Collected data

//! Line-oriented TCP request/response protocol.
//!
//! ## Commands (newline-terminated UTF-8)
//!
//! | Command | Reply |
//! |---------|-------|
//! | `transcribe` | one line with the concatenated segment text |
//! | `close` | `bye`, then the whole service shuts down |
//! | anything else | `error: unknown command '…'` |
//!
//! Malformed input and connection drops are logged and never abort the
//! hosting process; each request is independent.

use std::sync::Arc;

use tokio::io::{AsyncBufReadExt, AsyncWriteExt, BufReader};
use tokio::net::{TcpListener, TcpStream};
use tokio::sync::watch;
use tracing::{debug, info, warn};

use crate::service::SttService;

/// A parsed protocol command.
#[derive(Debug, Clone, Copy, PartialEq, Eq)]
pub enum Command {
    Transcribe,
    Close,
}

impl Command {
    pub fn parse(line: &str) -> Option<Self> {
        match line.trim() {
            "transcribe" => Some(Self::Transcribe),
            "close" => Some(Self::Close),
            _ => None,
        }
    }
}

/// Accept connections until the shutdown flag flips.
pub async fn serve(
    listener: TcpListener,
    service: Arc<SttService>,
    shutdown_tx: watch::Sender<bool>,
) {
    let mut shutdown_rx = shutdown_tx.subscribe();
    loop {
        tokio::select! {
            _ = shutdown_rx.changed() => break,
            accepted = listener.accept() => {
                match accepted {
                    Ok((stream, peer)) => {
                        debug!(%peer, "socket client connected");
                        let service = Arc::clone(&service);
                        let shutdown_tx = shutdown_tx.clone();
                        tokio::spawn(async move {
                            if let Err(e) = handle_connection(stream, service, shutdown_tx).await {
                                // Transport errors stay at the transport boundary.
                                warn!("socket connection error: {e}");
                            }
                        });
                    }
                    Err(e) => warn!("accept failed: {e}"),
                }
            }
        }
    }
    info!("socket listener stopped");
}

async fn handle_connection(
    stream: TcpStream,
    service: Arc<SttService>,
    shutdown_tx: watch::Sender<bool>,
) -> std::io::Result<()> {
    let (read_half, mut write_half) = stream.into_split();
    let mut lines = BufReader::new(read_half).lines();

    while let Some(line) = lines.next_line().await? {
        if line.trim().is_empty() {
            continue;
        }
        match Command::parse(&line) {
            Some(Command::Transcribe) => {
                let service = Arc::clone(&service);
                let result =
                    tokio::task::spawn_blocking(move || service.transcribe_live()).await;
                let reply = match result {
                    Ok(Ok(transcription)) => transcription.text(),
                    Ok(Err(e)) => {
                        warn!("transcribe request failed: {e}");
                        format!("error: {e}")
                    }
                    Err(e) => {
                        warn!("transcribe task panicked: {e}");
                        "error: internal failure".to_string()
                    }
                };
                write_half.write_all(reply.as_bytes()).await?;
                write_half.write_all(b"\n").await?;
            }
            Some(Command::Close) => {
                info!("close command received");
                write_half.write_all(b"bye\n").await?;
                let _ = shutdown_tx.send(true);
                break;
            }
            None => {
                warn!(command = %line.trim(), "unknown socket command");
                write_half
                    .write_all(format!("error: unknown command '{}'\n", line.trim()).as_bytes())
                    .await?;
            }
        }
    }
    Ok(())
}

#[cfg(test)]
mod tests {
    use super::*;

    use hark_core::transcribe::stub::StubTranscriber;
    use hark_core::{EndpointConfig, TranscriberHandle};
    use tokio::io::{AsyncBufReadExt, AsyncWriteExt, BufReader};

    fn stub_service() -> Arc<SttService> {
        Arc::new(SttService::new(
            EndpointConfig::default(),
            TranscriberHandle::new(StubTranscriber::new()),
            5,
            None,
        ))
    }

    #[test]
    fn parses_known_commands() {
        assert_eq!(Command::parse("transcribe"), Some(Command::Transcribe));
        assert_eq!(Command::parse("  close \n"), Some(Command::Close));
        assert_eq!(Command::parse("TRANSCRIBE"), None);
        assert_eq!(Command::parse("record"), None);
    }

    #[tokio::test]
    async fn close_command_replies_and_signals_shutdown() {
        let listener = TcpListener::bind("127.0.0.1:0").await.unwrap();
        let addr = listener.local_addr().unwrap();
        let (shutdown_tx, mut shutdown_rx) = watch::channel(false);

        let server = tokio::spawn(serve(listener, stub_service(), shutdown_tx));

        let stream = TcpStream::connect(addr).await.unwrap();
        let (read_half, mut write_half) = stream.into_split();
        write_half.write_all(b"close\n").await.unwrap();

        let mut reply = String::new();
        BufReader::new(read_half)
            .read_line(&mut reply)
            .await
            .unwrap();
        assert_eq!(reply, "bye\n");

        shutdown_rx.changed().await.unwrap();
        assert!(*shutdown_rx.borrow());
        server.await.unwrap();
    }

    #[tokio::test]
    async fn unknown_command_gets_error_reply_and_keeps_connection() {
        let listener = TcpListener::bind("127.0.0.1:0").await.unwrap();
        let addr = listener.local_addr().unwrap();
        let (shutdown_tx, _shutdown_rx) = watch::channel(false);

        let server = tokio::spawn(serve(listener, stub_service(), shutdown_tx.clone()));

        let stream = TcpStream::connect(addr).await.unwrap();
        let (read_half, mut write_half) = stream.into_split();
        let mut reader = BufReader::new(read_half);

        write_half.write_all(b"record\n").await.unwrap();
        let mut reply = String::new();
        reader.read_line(&mut reply).await.unwrap();
        assert_eq!(reply, "error: unknown command 'record'\n");

        // Connection is still usable afterwards.
        write_half.write_all(b"close\n").await.unwrap();
        reply.clear();
        reader.read_line(&mut reply).await.unwrap();
        assert_eq!(reply, "bye\n");

        server.await.unwrap();
    }
}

• Work to complete
Starting at the first line of the data above, retype each line exactly until you reach the line containing "the transport boundary.", and include that line too.

• Output below
//! Line-oriented TCP request/response protocol.
//!
//! ## Commands (newline-terminated UTF-8)
//!
//! | Command | Reply |
//! |---------|-------|
//! | `transcribe` | one line with the concatenated segment text |
//! | `close` | `bye`, then the whole service shuts down |
//! | anything else | `error: unknown command '…'` |
//!
//! Malformed input and connection drops are logged and never abort the
//! hosting process; each request is independent.

use std::sync::Arc;

use tokio::io::{AsyncBufReadExt, AsyncWriteExt, BufReader};
use tokio::net::{TcpListener, TcpStream};
use tokio::sync::watch;
use tracing::{debug, info, warn};

use crate::service::SttService;

/// A parsed protocol command.
#[derive(Debug, Clone, Copy, PartialEq, Eq)]
pub enum Command {
    Transcribe,
    Close,
}

impl Command {
    pub fn parse(line: &str) -> Option<Self> {
        match line.trim() {
            "transcribe" => Some(Self::Transcribe),
            "close" => Some(Self::Close),
            _ => None,
        }
    }
}

/// Accept connections until the shutdown flag flips.
pub async fn serve(
    listener: TcpListener,
    service: Arc<SttService>,
    shutdown_tx: watch::Sender<bool>,
) {
    let mut shutdown_rx = shutdown_tx.subscribe();
    loop {
        tokio::select! {
            _ = shutdown_rx.changed() => break,
            accepted = listener.accept() => {
                match accepted {
                    Ok((stream, peer)) => {
                        debug!(%peer, "socket client connected");
                        let service = Arc::clone(&service);
                        let shutdown_tx = shutdown_tx.clone();
                        tokio::spawn(async move {
                            if let Err(e) = handle_connection(stream, service, shutdown_tx).await {
                                // Transport errors stay at the transport boundary.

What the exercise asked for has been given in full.